Now Abel faces his first shareholder meeting in the top seat — and the pressure is real.

A Mountain of Cash, A Lagging Stock

Berkshire shares have severely underperformed since Buffett unexpectedly announced his departure last year on May 3. On a year-over-year basis, BRK stock fell 11.19%, while the S&P 500 gained 29.5% over the same period. 

Abel’s most pressing challenge is how to put Berkshire’s massive cash reserve to work, which ended 2025 at approximately $373 billion.  A pricey, AI-driven stock market has left Berkshire few deep-value opportunities for deploying that war chest  — the kind of distressed bargains that Buffett built his legend finding.

Abel has started making moves. He restarted share buybacks in March, ending a drought of more than a year.  But investors want more answers — and more action.

Proving Himself

The mood in Omaha this weekend is one of cautious watching.
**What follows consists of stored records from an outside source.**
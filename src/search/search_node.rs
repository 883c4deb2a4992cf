//! Chess positions as search-tree nodes.

use crate::errors::ChessResult;
use crate::game_state::board::Board;
use crate::game_state::chess_types::{Color, PieceKind};
use crate::moves::move_descriptions::Move;
use crate::notation::algebraic_notation::legal_moves_with_notation;
use crate::notation::legal_moves::NotatedMove;
use crate::search::board_scoring::board_value;
use crate::search::minimax::{ChildGenerator, NodeEvaluator};

#[derive(Debug, Clone, PartialEq)]
pub struct SearchNode {
    pub board: Board,
    /// Identifier of the move that produced this node; `None` at the root.
    pub label: Option<String>,
    /// Side to move from this node.
    pub player: Color,
    pub last_move: Option<Move>,
}

impl SearchNode {
    pub fn root(board: Board, player: Color, last_move: Option<Move>) -> Self {
        Self {
            board,
            label: None,
            player,
            last_move,
        }
    }

    fn child(&self, notated: NotatedMove) -> Self {
        Self {
            board: notated.mv.apply(&self.board),
            label: Some(notated.identifier),
            player: self.player.opposite(),
            last_move: Some(notated.mv),
        }
    }
}

/// Search order bucket: lower is searched first.
fn move_potential(notated: &NotatedMove) -> u8 {
    if notated.identifier.ends_with('#') {
        0
    } else if notated.mv.is_capturing && notated.mv.moving_piece().kind == PieceKind::Pawn {
        1
    } else if notated.mv.is_capturing {
        2
    } else {
        3
    }
}

/// Expands a node into one child per legal move.
#[derive(Debug, Clone, Copy)]
pub struct ChessChildren {
    /// Mates first, then pawn captures, then other captures, then the rest.
    pub ordered: bool,
}

impl Default for ChessChildren {
    fn default() -> Self {
        Self { ordered: true }
    }
}

impl ChildGenerator<SearchNode> for ChessChildren {
    fn children(&self, node: &SearchNode) -> ChessResult<Vec<SearchNode>> {
        let legal = legal_moves_with_notation(&node.board, node.player, node.last_move.as_ref())?;
        let mut moves: Vec<NotatedMove> = legal.iter().cloned().collect();
        if self.ordered {
            // Stable, so generation order is kept inside each bucket.
            moves.sort_by_key(move_potential);
        }
        Ok(moves.into_iter().map(|notated| node.child(notated)).collect())
    }
}

/// Scores nodes for a fixed side, the one to move at the root.
#[derive(Debug, Clone, Copy)]
pub struct BoardEvaluator {
    pub perspective: Color,
}

impl NodeEvaluator<SearchNode> for BoardEvaluator {
    fn evaluate(&self, node: &SearchNode) -> ChessResult<f64> {
        board_value(&node.board, self.perspective)
    }
}
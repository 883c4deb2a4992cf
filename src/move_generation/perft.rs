//! Perft node counting over the legal move generator.

use crate::errors::ChessResult;
use crate::game_state::board::Board;
use crate::game_state::chess_types::Color;
use crate::move_generation::legal_move_checks::is_check;
use crate::move_generation::legal_move_generator::MoveGenerator;
use crate::moves::move_descriptions::Move;

/// Leaf statistics. Captures, en passant, castles and checks are counted for
/// moves made on the final ply only.
#[derive(Debug, Clone, Copy, Default, PartialEq, Eq)]
pub struct PerftCounts {
    pub nodes: usize,
    pub captures: usize,
    pub en_passant: usize,
    pub castles: usize,
    pub checks: usize,
}

impl PerftCounts {
    fn merge(&mut self, rhs: PerftCounts) {
        self.nodes += rhs.nodes;
        self.captures += rhs.captures;
        self.en_passant += rhs.en_passant;
        self.castles += rhs.castles;
        self.checks += rhs.checks;
    }
}

pub fn perft<G: MoveGenerator>(
    generator: &G,
    board: &Board,
    color: Color,
    last_move: Option<&Move>,
    depth: u8,
) -> ChessResult<PerftCounts> {
    if depth == 0 {
        return Ok(PerftCounts {
            nodes: 1,
            ..PerftCounts::default()
        });
    }

    let mut total = PerftCounts::default();
    for mv in generator.generate_legal_moves(board, color, last_move)? {
        let next = mv.apply(board);
        if depth == 1 {
            total.merge(PerftCounts {
                nodes: 1,
                captures: usize::from(mv.is_capturing),
                en_passant: usize::from(mv.is_en_passant()),
                castles: usize::from(mv.is_castling()),
                checks: usize::from(is_check(&next, color.opposite())?),
            });
        } else {
            total.merge(perft(generator, &next, color.opposite(), Some(&mv), depth - 1)?);
        }
    }
    Ok(total)
}

/// Per-root-move node counts, useful when hunting a generator bug.
pub fn perft_divide<G: MoveGenerator>(
    generator: &G,
    board: &Board,
    color: Color,
    depth: u8,
) -> ChessResult<Vec<(Move, usize)>> {
    let mut out = Vec::new();
    if depth == 0 {
        return Ok(out);
    }
    for mv in generator.generate_legal_moves(board, color, None)? {
        let next = mv.apply(board);
        let counts = perft(generator, &next, color.opposite(), Some(&mv), depth - 1)?;
        out.push((mv, counts.nodes));
    }
    Ok(out)
}

#[cfg(test)]
mod tests {
    use super::{perft, perft_divide};
    use crate::game_state::board::Board;
    use crate::game_state::chess_types::Color;
    use crate::move_generation::legal_move_generator::LegalMoveGenerator;

    #[test]
    fn startpos_perft_matches_known_counts() {
        let board = Board::standard();
        let expected = [(1u8, 20usize), (2, 400), (3, 8902)];
        for (depth, nodes) in expected {
            let counts = perft(&LegalMoveGenerator, &board, Color::White, None, depth)
                .expect("perft from the start position should succeed");
            assert_eq!(counts.nodes, nodes, "depth {depth}");
        }
    }

    #[test]
    fn startpos_depth_three_leaf_statistics() {
        let counts = perft(&LegalMoveGenerator, &Board::standard(), Color::White, None, 3)
            .expect("perft from the start position should succeed");
        assert_eq!(counts.captures, 34);
        assert_eq!(counts.checks, 12);
        assert_eq!(counts.en_passant, 0);
        assert_eq!(counts.castles, 0);
    }

    #[test]
    fn divide_sums_to_perft() {
        let board = Board::standard();
        let divided = perft_divide(&LegalMoveGenerator, &board, Color::White, 2)
            .expect("divide from the start position should succeed");
        assert_eq!(divided.len(), 20);
        assert_eq!(divided.iter().map(|(_, n)| n).sum::<usize>(), 400);
    }
}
Some investors want to see Abel prove himself before deciding to buy more, according to Lawrence Cunningham, a governance professor at the University of Delaware, who told Reuters the market is “expressing caution.” 

Abel is considered more hands-on than his predecessor and less likely to forgive prolonged underperformance, while remaining committed to Berkshire’s culture of giving managers room to operate day-to-day. 

Key questions heading into the meeting include Berkshire‘s capital allocation strategy, potential acquisitions, succession planning beyond Abel, and the performance of major holdings including Apple, Occidental Petroleum, and the company’s insurance operations. 

Buffett remains chairman emeritus and a strategic voice on capital allocation, though Abel now holds full CEO operating authority.  Whether that arrangement reassures or unsettles long-term shareholders may be one of the more telling storylines to emerge from this weekend’s meeting.

The era after Buffett has arrived. What Greg Abel does with $373 billion — and a company carrying 60 years of legend — will define what comes next.